Needed from the data below: every line from the one with "hide the hint" up to and including the one with "for, if any", repeated exactly and with nothing else.

********

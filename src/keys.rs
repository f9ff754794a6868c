//! Keyboard shortcuts
//!
//! Key presses are aliases for regular input events: Enter submits the
//! current draft, Ctrl+H toggles the hint and Ctrl+Space toggles pause.

use serde::{Deserialize, Serialize};

/// A key press as reported by the front end
#[derive(Debug, Clone, PartialEq, Eq, Serialize, Deserialize)]
pub struct KeyPress {
    /// Key value, e.g. `"Enter"`, `"h"` or `" "`
    pub key: String,
    /// Whether Control was held
    #[serde(default)]
    pub ctrl: bool,
    /// Whether Shift was held
    #[serde(default)]
    pub shift: bool,
}

/// Game action bound to a key press
#[derive(Debug, Clone, Copy, PartialEq, Eq)]
pub enum KeyAction {
    /// Submit the current draft
    Submit,
    /// Show or hide the hint
    ToggleHint,
    /// Pause or resume the clock
    TogglePause,
}

impl KeyPress {
    /// A plain key press without modifiers
    pub fn new(key: impl Into<String>) -> Self {
        Self {
            key: key.into(),
            ctrl: false,
            shift: false,
        }
    }

    /// The same key press with Control held
    #[must_use]
    pub fn with_ctrl(self) -> Self {
        Self { ctrl: true, ..self }
    }

    /// The same key press with Shift held
    #[must_use]
    pub fn with_shift(self) -> Self {
        Self {
            shift: true,
            ..self
        }
    }

    /// The action this key press stands for, if any
    pub fn action(&self) -> Option<KeyAction> {
        match self.key.as_str() {
            "Enter" if !self.shift => Some(KeyAction::Submit),
            " " if self.ctrl => Some(KeyAction::TogglePause),
            key if self.ctrl && key.eq_ignore_ascii_case("h") => Some(KeyAction::ToggleHint),
            _ => None,
        }
    }
}
//! Communication with the rendering layer
//!
//! The game engine never draws anything itself. After every transition it
//! pushes a snapshot through a [`Tunnel`], which a front end implements on
//! top of whatever it renders with.

use super::{SyncMessage, UpdateMessage};

/// Trait for sending messages to the front end
pub trait Tunnel {
    /// Sends an update message to the front end
    ///
    /// Update messages report requests that were rejected, such as a match
    /// start with an invalid team name.
    ///
    /// # Arguments
    ///
    /// * `message` - The update message to send
    fn send_message(&self, message: &UpdateMessage);

    /// Sends a state synchronization message to the front end
    ///
    /// Sync messages carry the complete game state and are sent after
    /// every transition.
    ///
    /// # Arguments
    ///
    /// * `state` - The synchronization message to send
    fn send_state(&self, state: &SyncMessage);
}

impl<T: Tunnel + ?Sized> Tunnel for &T {
    fn send_message(&self, message: &UpdateMessage) {
        (**self).send_message(message);
    }

    fn send_state(&self, state: &SyncMessage) {
        (**self).send_state(state);
    }
}
use once_cell::sync::Lazy;
use regex::Regex;

use crate::config::PhonePolicy;

static NON_DIGIT: Lazy<Regex> = Lazy::new(|| Regex::new(r"[^0-9]").expect("static regex"));
static TEN_DIGITS: Lazy<Regex> =
    Lazy::new(|| Regex::new(r"(\d{3})(\d{3})(\d{4})").expect("static regex"));

/// Upper-case the first letter of every whitespace-separated word, lower-case the rest.
pub fn title_case(raw: &str) -> String {
    let mut out = String::with_capacity(raw.len());
    let mut at_word_start = true;
    for c in raw.chars() {
        if c.is_whitespace() {
            at_word_start = true;
            out.push(c);
        } else if at_word_start {
            at_word_start = false;
            out.extend(c.to_uppercase());
        } else {
            out.extend(c.to_lowercase());
        }
    }
    out
}

pub fn lower_email(raw: &str) -> String {
    raw.to_lowercase()
}

/// Strip non-digits, then hyphenate as `AAA-BBB-CCCC` when exactly ten digits remain.
pub fn format_phone(raw: &str, policy: PhonePolicy) -> Option<String> {
    let digits = NON_DIGIT.replace_all(raw, "");
    if digits.len() == 10 {
        return Some(format!("{}-{}-{}", &digits[..3], &digits[3..6], &digits[6..]));
    }
    match policy {
        PhonePolicy::PassThrough => Some(digits.into_owned()),
        PhonePolicy::Null => None,
        PhonePolicy::Partial => Some(TEN_DIGITS.replace_all(&digits, "$1-$2-$3").into_owned()),
    }
}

********

--- Task response ---
    /// Show or hide the hint
    ToggleHint,
    /// Pause or resume the clock
    TogglePause,
}

impl KeyPress {
    /// A plain key press without modifiers
    pub fn new(key: impl Into<String>) -> Self {
        Self {
            key: key.into(),
            ctrl: false,
            shift: false,
        }
    }

    /// The same key press with Control held
    #[must_use]
    pub fn with_ctrl(self) -> Self {
        Self { ctrl: true, ..self }
    }

    /// The same key press with Shift held
    #[must_use]
    pub fn with_shift(self) -> Self {
        Self {
            shift: true,
            ..self
        }
    }

    /// The action this key press stands for, if any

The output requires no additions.